I'd never heard of key bumping before, but after a quick search I'm sure that's what was happening to Susan.  Creepy.  I hope you get a good response from the police.


----------



## Susan in VA (Apr 3, 2009)

I filed a police report...  they are not going to open an investigation at this time since there's nothing to go on, no damage to the door or the locks, and no clear evidence of a crime.  

Because there's no clear evidence that it was even an attempted crime,  they're not going to take fingerprints either.  Not that that would yield much, I'm sure, since both DD and I had been touching the door handle later  --  and if these were pros, they wouldn't leave much anyway.

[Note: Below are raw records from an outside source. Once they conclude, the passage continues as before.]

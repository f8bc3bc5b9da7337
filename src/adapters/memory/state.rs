// Copyright (c) 2025 - Cowboy AI, Inc.
//! In-memory graph state and its operation log
//!
//! Every element ever stored keeps a [`Record`] with its full history, so
//! deleted elements remain visible to queries about the past. Relationship
//! adjacency is indexed per entity and only ever grows; whether an edge
//! exists at an instant is decided by the edge's own history.
//!
//! Writes are expressed as [`Op`]s. The same `apply` runs against a
//! transaction's working copy and, at commit, against the latest committed
//! state. Every check happens before the first mutation, so a failing op
//! leaves the state untouched.

use chrono::{DateTime, Duration, Utc};
use std::collections::{BTreeMap, BTreeSet, HashMap};
use uuid::Uuid;

use crate::backend::Direction;
use crate::errors::{BackendError, BackendResult, NotFoundKind};
use crate::model::{
    identity_hash, relationships, Action, Blueprint, Element, Properties, Relationship,
    StructuredData, Update,
};
use crate::path::{CanonicalPath, SegmentType};
use crate::temporal::{Discriminator, EntityHistory, EntityStateChange};

/// Everything known about one element
#[derive(Debug, Clone, Default)]
pub(crate) struct Record {
    pub history: EntityHistory<Element>,
    pub identity_hash: Option<String>,
    /// Structured data node holding a data entity's value
    pub data_key: Option<Uuid>,
}

/// Ids generated for the edges a persist creates
#[derive(Debug, Clone)]
pub(crate) struct AutoEdges {
    pub contains: String,
    pub defines: String,
}

impl AutoEdges {
    pub fn generate() -> Self {
        Self {
            contains: Uuid::now_v7().to_string(),
            defines: Uuid::now_v7().to_string(),
        }
    }
}

/// One logged write
#[derive(Debug, Clone)]
pub(crate) enum Op {
    Persist {
        path: CanonicalPath,
        blueprint: Blueprint,
        edges: AutoEdges,
        data_key: Uuid,
    },
    PersistData {
        key: Uuid,
        data: StructuredData,
    },
    Relate {
        id: String,
        source: CanonicalPath,
        target: CanonicalPath,
        name: String,
        properties: Properties,
    },
    Update {
        path: CanonicalPath,
        update: Update,
        data_key: Uuid,
    },
    UpdateIdentityHash {
        path: CanonicalPath,
        hash: String,
    },
    Delete {
        path: CanonicalPath,
    },
    DeleteData {
        key: Uuid,
    },
}

#[derive(Debug, Clone, Default)]
pub(crate) struct GraphState {
    records: BTreeMap<CanonicalPath, Record>,
    data: HashMap<Uuid, StructuredData>,
    outgoing: HashMap<CanonicalPath, BTreeSet<CanonicalPath>>,
    incoming: HashMap<CanonicalPath, BTreeSet<CanonicalPath>>,
    /// Instant of the most recent applied op
    last_change: Option<DateTime<Utc>>,
    pub version: u64,
}

impl GraphState {
    pub fn record(&self, path: &CanonicalPath) -> Option<&Record> {
        self.records.get(path)
    }

    /// State after the latest change
    pub fn latest(&self, path: &CanonicalPath) -> Option<&Element> {
        self.records.get(path)?.history.latest()
    }

    pub fn at(&self, path: &CanonicalPath, discriminator: &Discriminator) -> Option<&Element> {
        self.records.get(path)?.history.state_at(discriminator)
    }

    /// State as of the discriminator, or the latest state without one
    pub fn element(
        &self,
        path: &CanonicalPath,
        as_of: Option<&Discriminator>,
    ) -> Option<&Element> {
        match as_of {
            Some(discriminator) => self.at(path, discriminator),
            None => self.latest(path),
        }
    }

    pub fn data(&self, key: &Uuid) -> Option<&StructuredData> {
        self.data.get(key)
    }

    /// Paths of every element existing as of the discriminator
    pub fn existing(&self, discriminator: &Discriminator) -> Vec<CanonicalPath> {
        self.records
            .iter()
            .filter(|(_, record)| record.history.state_at(discriminator).is_some())
            .map(|(path, _)| path.clone())
            .collect()
    }

    /// Relationships incident to `path` in `direction`, each once
    pub fn relationships(
        &self,
        path: &CanonicalPath,
        direction: Direction,
        discriminator: &Discriminator,
    ) -> Vec<(&CanonicalPath, &Relationship)> {
        let outgoing = self.outgoing.get(path).into_iter().flatten();
        let incoming = self.incoming.get(path).into_iter().flatten();
        let candidates: BTreeSet<&CanonicalPath> = match direction {
            Direction::Outgoing => outgoing.collect(),
            Direction::Incoming => incoming.collect(),
            Direction::Both => outgoing.chain(incoming).collect(),
        };
        candidates
            .into_iter()
            .filter_map(|rel_path| match self.at(rel_path, discriminator) {
                Some(Element::Relationship(rel)) => Some((rel_path, rel)),
                _ => None,
            })
            .collect()
    }

    /// Entities one relationship away from `path`, in path order
    pub fn neighbors(
        &self,
        path: &CanonicalPath,
        direction: Direction,
        names: &[String],
        discriminator: &Discriminator,
    ) -> Vec<CanonicalPath> {
        let mut found: Vec<CanonicalPath> = self
            .relationships(path, direction, discriminator)
            .into_iter()
            .filter(|(_, rel)| names.is_empty() || names.iter().any(|n| *n == rel.name))
            .flat_map(|(_, rel)| other_ends(rel, path, direction))
            .filter(|other| self.at(other, discriminator).is_some())
            .collect();
        found.sort();
        found.dedup();
        found
    }

    /// Apply one op as of `at`
    ///
    /// Ops are stamped strictly after every earlier op, so changes replayed
    /// at one commit instant keep their log order.
    pub fn apply(&mut self, op: &Op, at: DateTime<Utc>) -> BackendResult<()> {
        let at = self.stamp(at);
        match op {
            Op::Persist {
                path,
                blueprint,
                edges,
                data_key,
            } => self.persist(path, blueprint, edges, *data_key, at).map(|_| ()),
            Op::PersistData { key, data } => {
                self.data.insert(*key, data.clone());
                Ok(())
            }
            Op::Relate {
                id,
                source,
                target,
                name,
                properties,
            } => self
                .relate(id, source, target, name, properties.clone(), at)
                .map(|_| ()),
            Op::Update {
                path,
                update,
                data_key,
            } => self.update(path, update, *data_key, at).map(|_| ()),
            Op::UpdateIdentityHash { path, hash } => self.update_identity_hash(path, hash, at),
            Op::Delete { path } => self.delete(path, at),
            Op::DeleteData { key } => self
                .data
                .remove(key)
                .map(|_| ())
                .ok_or_else(|| BackendError::ElementNotFound {
                    kind: NotFoundKind::Entity,
                    description: format!("structured data {}", key),
                }),
        }
    }

    fn stamp(&mut self, at: DateTime<Utc>) -> DateTime<Utc> {
        let at = match self.last_change {
            Some(last) if at <= last => last + Duration::nanoseconds(1),
            _ => at,
        };
        self.last_change = Some(at);
        at
    }

    fn existing_entity(&self, path: &CanonicalPath) -> BackendResult<&Element> {
        match self.latest(path) {
            Some(element) => Ok(element),
            None if path.segment_type() == Some(SegmentType::Relationship) => Err(
                BackendError::relationship_not_found(path.to_string()),
            ),
            None => Err(BackendError::entity_not_found(path)),
        }
    }

    fn push_change(&mut self, path: &CanonicalPath, action: Action, element: Element, at: DateTime<Utc>) {
        self.records
            .entry(path.clone())
            .or_default()
            .history
            .push(EntityStateChange::new(action, element, path.clone(), at));
    }

    pub fn persist(
        &mut self,
        path: &CanonicalPath,
        blueprint: &Blueprint,
        edges: &AutoEdges,
        data_key: Uuid,
        at: DateTime<Utc>,
    ) -> BackendResult<Element> {
        path.validate()?;
        let element = blueprint.to_element(path)?;
        if self.latest(path).is_some() {
            return Err(BackendError::AlreadyExists(path.clone()));
        }

        let parent = path.up();
        if let Some(parent) = &parent {
            self.existing_entity(parent)?;
        }

        let definer = match &element {
            Element::Resource(r) => Some((r.resource_type.clone(), SegmentType::ResourceType)),
            Element::Metric(m) => Some((m.metric_type.clone(), SegmentType::MetricType)),
            _ => None,
        };
        if let Some((definer_path, expected)) = &definer {
            if definer_path.segment_type() != Some(*expected) {
                return Err(BackendError::InvalidArgument(format!(
                    "{} is not a {}",
                    definer_path,
                    expected.display_name()
                )));
            }
            self.existing_entity(definer_path)?;
        }

        let hash = identity_hash(&element);
        self.push_change(path, Action::Created, element.clone(), at);
        if let Some(record) = self.records.get_mut(path) {
            record.identity_hash = hash;
            record.data_key = None;
            if let Element::DataEntity(data) = &element {
                record.data_key = Some(data_key);
                self.data.insert(data_key, data.value.clone());
            }
        }

        if let Some(parent) = parent {
            self.link(&edges.contains, &parent, path, relationships::CONTAINS, Properties::new(), at);
        }
        if let Some((definer_path, _)) = definer {
            self.link(&edges.defines, &definer_path, path, relationships::DEFINES, Properties::new(), at);
        }
        Ok(element)
    }

    fn link(
        &mut self,
        id: &str,
        source: &CanonicalPath,
        target: &CanonicalPath,
        name: &str,
        properties: Properties,
        at: DateTime<Utc>,
    ) -> Element {
        let rel_path = CanonicalPath::relationship(id);
        let element = Element::Relationship(Relationship {
            id: id.to_string(),
            name: name.to_string(),
            source: source.clone(),
            target: target.clone(),
            properties,
        });
        self.push_change(&rel_path, Action::Created, element.clone(), at);
        self.outgoing
            .entry(source.clone())
            .or_default()
            .insert(rel_path.clone());
        self.incoming.entry(target.clone()).or_default().insert(rel_path);
        element
    }

    pub fn relate(
        &mut self,
        id: &str,
        source: &CanonicalPath,
        target: &CanonicalPath,
        name: &str,
        properties: Properties,
        at: DateTime<Utc>,
    ) -> BackendResult<Element> {
        if name.is_empty() {
            return Err(BackendError::InvalidArgument(
                "relationship name must not be empty".to_string(),
            ));
        }
        for endpoint in [source, target] {
            if !endpoint.is_defined() || endpoint.segment_type() == Some(SegmentType::Relationship)
            {
                return Err(BackendError::InvalidArgument(format!(
                    "{} cannot be a relationship endpoint",
                    endpoint
                )));
            }
            self.existing_entity(endpoint)?;
        }
        let rel_path = CanonicalPath::relationship(id);
        if self.latest(&rel_path).is_some() {
            return Err(BackendError::AlreadyExists(rel_path));
        }
        Ok(self.link(id, source, target, name, properties, at))
    }

    pub fn update(
        &mut self,
        path: &CanonicalPath,
        update: &Update,
        data_key: Uuid,
        at: DateTime<Utc>,
    ) -> BackendResult<Element> {
        let mut element = self.existing_entity(path)?.clone();
        element.apply(update)?;

        let hash = identity_hash(&element);
        self.push_change(path, Action::Updated, element.clone(), at);
        if let Some(record) = self.records.get_mut(path) {
            if hash.is_some() {
                record.identity_hash = hash;
            }
            if let Element::DataEntity(data) = &element {
                if let Some(old) = record.data_key.replace(data_key) {
                    self.data.remove(&old);
                }
                self.data.insert(data_key, data.value.clone());
            }
        }
        Ok(element)
    }

    pub fn update_identity_hash(
        &mut self,
        path: &CanonicalPath,
        hash: &str,
        at: DateTime<Utc>,
    ) -> BackendResult<()> {
        let element = self.existing_entity(path)?.clone();
        self.push_change(path, Action::IdentityHashChanged, element, at);
        if let Some(record) = self.records.get_mut(path) {
            record.identity_hash = Some(hash.to_string());
        }
        Ok(())
    }

    /// Delete an element and the relationships incident to it
    pub fn delete(&mut self, path: &CanonicalPath, at: DateTime<Utc>) -> BackendResult<()> {
        let element = self.existing_entity(path)?.clone();
        let now = Discriminator::time(at);
        let incident: Vec<(CanonicalPath, Element)> = if element.is_relationship() {
            Vec::new()
        } else {
            self.relationships(path, Direction::Both, &now)
                .into_iter()
                .map(|(rel_path, rel)| (rel_path.clone(), Element::Relationship(rel.clone())))
                .collect()
        };

        for (rel_path, rel) in incident {
            self.push_change(&rel_path, Action::Deleted, rel, at);
        }
        self.push_change(path, Action::Deleted, element, at);
        if let Some(key) = self.records.get_mut(path).and_then(|r| r.data_key.take()) {
            self.data.remove(&key);
        }
        Ok(())
    }
}

/// The other end(s) of a relationship seen from `from`
pub(crate) fn other_ends(rel: &Relationship, from: &CanonicalPath, direction: Direction) -> Vec<CanonicalPath> {
    match direction {
        Direction::Outgoing => vec![rel.target.clone()],
        Direction::Incoming => vec![rel.source.clone()],
        Direction::Both => {
            let mut ends = Vec::with_capacity(1);
            if &rel.source == from {
                ends.push(rel.target.clone());
            }
            if &rel.target == from {
                ends.push(rel.source.clone());
            }
            ends
        }
    }
}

However, they do keep reports like this in the event that it may help with a future investigation.  Even a small detail, such as the color of the car, could help if someone else reports a crime later.

I've been contacting my immediate neighbors, partly on the off chance that one of them really was expecting a cleaning service, but mostly to let them know of the incident so that we can all watch out for one another if something else happens.  (There's no neighborhood association here, though.)

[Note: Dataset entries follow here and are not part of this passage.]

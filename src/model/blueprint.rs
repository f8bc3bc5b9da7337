// Copyright (c) 2025 - Cowboy AI, Inc.
//! Blueprints and Updates
//!
//! A [`Blueprint`] is the caller's description of an entity to create. The
//! backend combines it with the canonical path the entity is persisted at
//! to produce the stored [`Element`].
//!
//! An [`Update`] carries the mutable parts of one element kind. Applying an
//! update to an element of another kind is an invalid argument.

use serde::{Deserialize, Serialize};
use thiserror::Error;

use super::entity::*;
use super::properties::Properties;
use super::structured_data::StructuredData;
use crate::path::{CanonicalPath, PathError, SegmentType};

/// Model-level construction errors
#[derive(Debug, Error, Clone, PartialEq)]
pub enum ModelError {
    #[error("Blueprint for {blueprint} cannot be persisted at {path}")]
    BlueprintMismatch {
        path: CanonicalPath,
        blueprint: SegmentType,
    },

    #[error("{update} update cannot be applied to {element}")]
    UpdateMismatch {
        element: CanonicalPath,
        update: &'static str,
    },

    #[error("Data role {role} is not allowed on {owner}")]
    InvalidDataRole { role: DataRole, owner: SegmentType },

    #[error(transparent)]
    Path(#[from] PathError),
}

/// Fields shared by every entity blueprint
#[derive(Debug, Clone, PartialEq, Eq, Default, Serialize, Deserialize)]
pub struct EntityBlueprint {
    pub id: String,
    pub name: Option<String>,
    #[serde(default)]
    pub properties: Properties,
}

impl EntityBlueprint {
    pub fn new(id: impl Into<String>) -> Self {
        Self {
            id: id.into(),
            ..Default::default()
        }
    }

    pub fn with_name(mut self, name: impl Into<String>) -> Self {
        self.name = Some(name.into());
        self
    }

    pub fn with_property(mut self, key: impl Into<String>, value: impl Into<super::PropertyValue>) -> Self {
        self.properties.insert(key.into(), value.into());
        self
    }
}

#[derive(Debug, Clone, PartialEq, Eq, Serialize, Deserialize)]
pub struct MetricTypeBlueprint {
    #[serde(flatten)]
    pub entity: EntityBlueprint,
    pub unit: MetricUnit,
    pub data_type: MetricDataType,
    pub collection_interval: Option<u64>,
}

#[derive(Debug, Clone, PartialEq, Eq, Serialize, Deserialize)]
pub struct ResourceBlueprint {
    #[serde(flatten)]
    pub entity: EntityBlueprint,
    pub resource_type: CanonicalPath,
}

#[derive(Debug, Clone, PartialEq, Eq, Serialize, Deserialize)]
pub struct MetricBlueprint {
    #[serde(flatten)]
    pub entity: EntityBlueprint,
    pub metric_type: CanonicalPath,
    pub collection_interval: Option<u64>,
}

#[derive(Debug, Clone, PartialEq, Serialize, Deserialize)]
pub struct DataEntityBlueprint {
    pub role: DataRole,
    pub value: StructuredData,
    #[serde(default)]
    pub properties: Properties,
}

/// Input for creating an entity
#[derive(Debug, Clone, PartialEq, Serialize, Deserialize)]
#[serde(tag = "kind", rename_all = "snake_case")]
pub enum Blueprint {
    Tenant(EntityBlueprint),
    Environment(EntityBlueprint),
    Feed(EntityBlueprint),
    ResourceType(EntityBlueprint),
    MetricType(MetricTypeBlueprint),
    Resource(ResourceBlueprint),
    Metric(MetricBlueprint),
    OperationType(EntityBlueprint),
    DataEntity(DataEntityBlueprint),
}

impl Blueprint {
    pub fn segment_type(&self) -> SegmentType {
        match self {
            Blueprint::Tenant(_) => SegmentType::Tenant,
            Blueprint::Environment(_) => SegmentType::Environment,
            Blueprint::Feed(_) => SegmentType::Feed,
            Blueprint::ResourceType(_) => SegmentType::ResourceType,
            Blueprint::MetricType(_) => SegmentType::MetricType,
            Blueprint::Resource(_) => SegmentType::Resource,
            Blueprint::Metric(_) => SegmentType::Metric,
            Blueprint::OperationType(_) => SegmentType::OperationType,
            Blueprint::DataEntity(_) => SegmentType::DataEntity,
        }
    }

    /// Id the entity will have; the role for data entities
    pub fn id(&self) -> &str {
        match self {
            Blueprint::Tenant(b)
            | Blueprint::Environment(b)
            | Blueprint::Feed(b)
            | Blueprint::ResourceType(b)
            | Blueprint::OperationType(b) => &b.id,
            Blueprint::MetricType(b) => &b.entity.id,
            Blueprint::Resource(b) => &b.entity.id,
            Blueprint::Metric(b) => &b.entity.id,
            Blueprint::DataEntity(b) => b.role.as_str(),
        }
    }

    /// Build the element stored at `path`
    ///
    /// `path` must end in a segment of the blueprint's type carrying the
    /// blueprint's id.
    pub fn to_element(&self, path: &CanonicalPath) -> Result<Element, ModelError> {
        let mismatch = || ModelError::BlueprintMismatch {
            path: path.clone(),
            blueprint: self.segment_type(),
        };
        if path.segment_type() != Some(self.segment_type()) || path.id() != Some(self.id()) {
            return Err(mismatch());
        }
        let parent = path.up();
        let placement = || -> Result<Placement, ModelError> {
            let parent = parent.as_ref().ok_or_else(mismatch)?;
            Ok(Placement::from_path(parent)?)
        };

        let element = match self {
            Blueprint::Tenant(b) => Element::Tenant(Tenant {
                id: b.id.clone(),
                name: b.name.clone(),
                properties: b.properties.clone(),
            }),
            Blueprint::Environment(b) => Element::Environment(Environment {
                tenant_id: placement()?.tenant_id,
                id: b.id.clone(),
                name: b.name.clone(),
                properties: b.properties.clone(),
            }),
            Blueprint::Feed(b) => Element::Feed(Feed {
                location: placement()?,
                id: b.id.clone(),
                name: b.name.clone(),
                properties: b.properties.clone(),
            }),
            Blueprint::ResourceType(b) => Element::ResourceType(ResourceType {
                location: placement()?,
                id: b.id.clone(),
                name: b.name.clone(),
                properties: b.properties.clone(),
            }),
            Blueprint::MetricType(b) => Element::MetricType(MetricType {
                location: placement()?,
                id: b.entity.id.clone(),
                name: b.entity.name.clone(),
                unit: b.unit,
                data_type: b.data_type,
                collection_interval: b.collection_interval,
                properties: b.entity.properties.clone(),
            }),
            Blueprint::Resource(b) => Element::Resource(Resource {
                location: placement()?,
                id: b.entity.id.clone(),
                name: b.entity.name.clone(),
                resource_type: b.resource_type.clone(),
                properties: b.entity.properties.clone(),
            }),
            Blueprint::Metric(b) => Element::Metric(Metric {
                location: placement()?,
                id: b.entity.id.clone(),
                name: b.entity.name.clone(),
                metric_type: b.metric_type.clone(),
                collection_interval: b.collection_interval,
                properties: b.entity.properties.clone(),
            }),
            Blueprint::OperationType(b) => Element::OperationType(OperationType {
                resource_type: parent.clone().ok_or_else(mismatch)?,
                id: b.id.clone(),
                name: b.name.clone(),
                properties: b.properties.clone(),
            }),
            Blueprint::DataEntity(b) => {
                let owner = parent.clone().ok_or_else(mismatch)?;
                let owner_type = owner.segment_type().ok_or_else(mismatch)?;
                if !b.role.allowed_for(owner_type) {
                    return Err(ModelError::InvalidDataRole {
                        role: b.role,
                        owner: owner_type,
                    });
                }
                Element::DataEntity(DataEntity {
                    owner,
                    role: b.role,
                    value: b.value.clone(),
                    properties: b.properties.clone(),
                })
            }
        };
        Ok(element)
    }
}

/// Name and properties, common to all entity updates
#[derive(Debug, Clone, PartialEq, Eq, Default, Serialize, Deserialize)]
pub struct EntityUpdate {
    pub name: Option<String>,
    pub properties: Option<Properties>,
}

#[derive(Debug, Clone, PartialEq, Eq, Default, Serialize, Deserialize)]
pub struct MetricTypeUpdate {
    #[serde(flatten)]
    pub entity: EntityUpdate,
    pub unit: Option<MetricUnit>,
    pub collection_interval: Option<u64>,
}

#[derive(Debug, Clone, PartialEq, Eq, Default, Serialize, Deserialize)]
pub struct MetricUpdate {
    #[serde(flatten)]
    pub entity: EntityUpdate,
    pub collection_interval: Option<u64>,
}

#[derive(Debug, Clone, PartialEq, Serialize, Deserialize)]
pub struct DataEntityUpdate {
    pub value: StructuredData,
    pub properties: Option<Properties>,
}

#[derive(Debug, Clone, PartialEq, Eq, Default, Serialize, Deserialize)]
pub struct RelationshipUpdate {
    pub properties: Option<Properties>,
}

/// Mutable parts of one element kind
#[derive(Debug, Clone, PartialEq, Serialize, Deserialize)]
#[serde(tag = "kind", rename_all = "snake_case")]
pub enum Update {
    /// Tenants, environments, feeds, resource types, resources, operation types
    Entity(EntityUpdate),
    MetricType(MetricTypeUpdate),
    Metric(MetricUpdate),
    DataEntity(DataEntityUpdate),
    Relationship(RelationshipUpdate),
}

impl Update {
    fn label(&self) -> &'static str {
        match self {
            Update::Entity(_) => "entity",
            Update::MetricType(_) => "metric type",
            Update::Metric(_) => "metric",
            Update::DataEntity(_) => "data entity",
            Update::Relationship(_) => "relationship",
        }
    }

    /// Whether this update can be applied to elements of `segment_type`
    pub fn applies_to(&self, segment_type: SegmentType) -> bool {
        use SegmentType::*;
        match self {
            Update::Entity(_) => matches!(
                segment_type,
                Tenant | Environment | Feed | ResourceType | Resource | OperationType
            ),
            Update::MetricType(_) => segment_type == MetricType,
            Update::Metric(_) => segment_type == Metric,
            Update::DataEntity(_) => segment_type == DataEntity,
            Update::Relationship(_) => segment_type == Relationship,
        }
    }
}

fn apply_entity(element: &mut Element, update: &EntityUpdate) {
    if let (Some(name), Some(slot)) = (&update.name, element.name_mut()) {
        *slot = Some(name.clone());
    }
    if let (Some(props), Some(slot)) = (&update.properties, element.properties_mut()) {
        *slot = props.clone();
    }
}

impl Element {
    /// Apply an update of the matching kind in place
    pub fn apply(&mut self, update: &Update) -> Result<(), ModelError> {
        let applies = self
            .segment_type()
            .map(|t| update.applies_to(t))
            .unwrap_or(false);
        if !applies {
            return Err(ModelError::UpdateMismatch {
                element: self.path(),
                update: update.label(),
            });
        }

        match (update, &mut *self) {
            (Update::Entity(u), element) => apply_entity(element, u),
            (Update::MetricType(u), Element::MetricType(mt)) => {
                if let Some(unit) = u.unit {
                    mt.unit = unit;
                }
                if u.collection_interval.is_some() {
                    mt.collection_interval = u.collection_interval;
                }
                apply_entity(self, &u.entity);
            }
            (Update::Metric(u), Element::Metric(metric)) => {
                if u.collection_interval.is_some() {
                    metric.collection_interval = u.collection_interval;
                }
                apply_entity(self, &u.entity);
            }
            (Update::DataEntity(u), Element::DataEntity(data)) => {
                data.value = u.value.clone();
                if let Some(props) = &u.properties {
                    data.properties = props.clone();
                }
            }
            (Update::Relationship(u), Element::Relationship(rel)) => {
                if let Some(props) = &u.properties {
                    rel.properties = props.clone();
                }
            }
            _ => {}
        }
        Ok(())
    }
}

#[cfg(test)]
mod tests {
    use super::*;

    fn server_path() -> CanonicalPath {
        CanonicalPath::parse("/t;acme/e;prod/r;web01").unwrap()
    }

    fn server_blueprint() -> Blueprint {
        Blueprint::Resource(ResourceBlueprint {
            entity: EntityBlueprint::new("web01").with_name("Web 01"),
            resource_type: CanonicalPath::parse("/t;acme/rt;server").unwrap(),
        })
    }

    #[test]
    fn test_blueprint_to_element() {
        let element = server_blueprint().to_element(&server_path()).unwrap();
        match &element {
            Element::Resource(r) => {
                assert_eq!(r.location, Placement::environment("acme", "prod"));
                assert_eq!(r.name.as_deref(), Some("Web 01"));
            }
            other => panic!("unexpected element {:?}", other),
        }
        assert_eq!(element.path(), server_path());
    }

    #[test]
    fn test_blueprint_path_mismatch() {
        let wrong = CanonicalPath::parse("/t;acme/e;prod/r;web02").unwrap();
        assert!(matches!(
            server_blueprint().to_element(&wrong),
            Err(ModelError::BlueprintMismatch { .. })
        ));
    }

    #[test]
    fn test_data_role_checked_against_owner() {
        let blueprint = Blueprint::DataEntity(DataEntityBlueprint {
            role: DataRole::ReturnType,
            value: StructuredData::Undefined,
            properties: Properties::new(),
        });
        let path = server_path().extend(SegmentType::DataEntity, "returnType").unwrap();
        assert!(matches!(
            blueprint.to_element(&path),
            Err(ModelError::InvalidDataRole { .. })
        ));
    }

    #[test]
    fn test_update_application() {
        let mut element = server_blueprint().to_element(&server_path()).unwrap();
        let update = Update::Entity(EntityUpdate {
            name: Some("renamed".to_string()),
            properties: None,
        });
        element.apply(&update).unwrap();
        assert_eq!(element.name(), Some("renamed"));

        let wrong = Update::Metric(MetricUpdate::default());
        assert!(matches!(
            element.apply(&wrong),
            Err(ModelError::UpdateMismatch { update: "metric", .. })
        ));
    }
}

I didn't want to upset DD with this, but after a little thought I did tell her all about it and reminded her NEVER to open the door (for instance if I'm in the shower or something) even if someone appears to have a key, and no matter what they say to her, unless I'm right there and tell her it's ok to open.  Of course she's mostly worried that someone might want to steal her favorite teddy bear.   

So...  I really don't know what to think.  I didn't know what lock bumping was either until I read all your responses.  If that was indeed what was happening, I should have been scared at the time  --  but in fact I wasn't because I just thought they couldn't get in.  (Had someone been able to open the door within a few seconds, I would have bolted out the back door...   I don't own a gun, and there were two of them.)  I still think that I'm an unlikely target  --  irregular hours, house visibly occupied, doesn't look particularly affluent or anything, dead-end street  --  but really, who tries a key for that long without looking to be sure that they have the right house, or at least knocking as well....  Probably I'll never know.

I really, really appreciate everyone's helpful suggestions (and info on lock bumping ) and concern.  Thank you.  What a great "neighborhood" KB is!


----------



## Susan in VA (Apr 3, 2009)

Brendan Carroll said:


> I have found that racking a round in a pump shotgun usually sends would-be crooks scurrying for cover. Everyone recognizes that sound for some reason. Maybe, if you don't like guns, you could just record that sound and play it for unwanted visitors?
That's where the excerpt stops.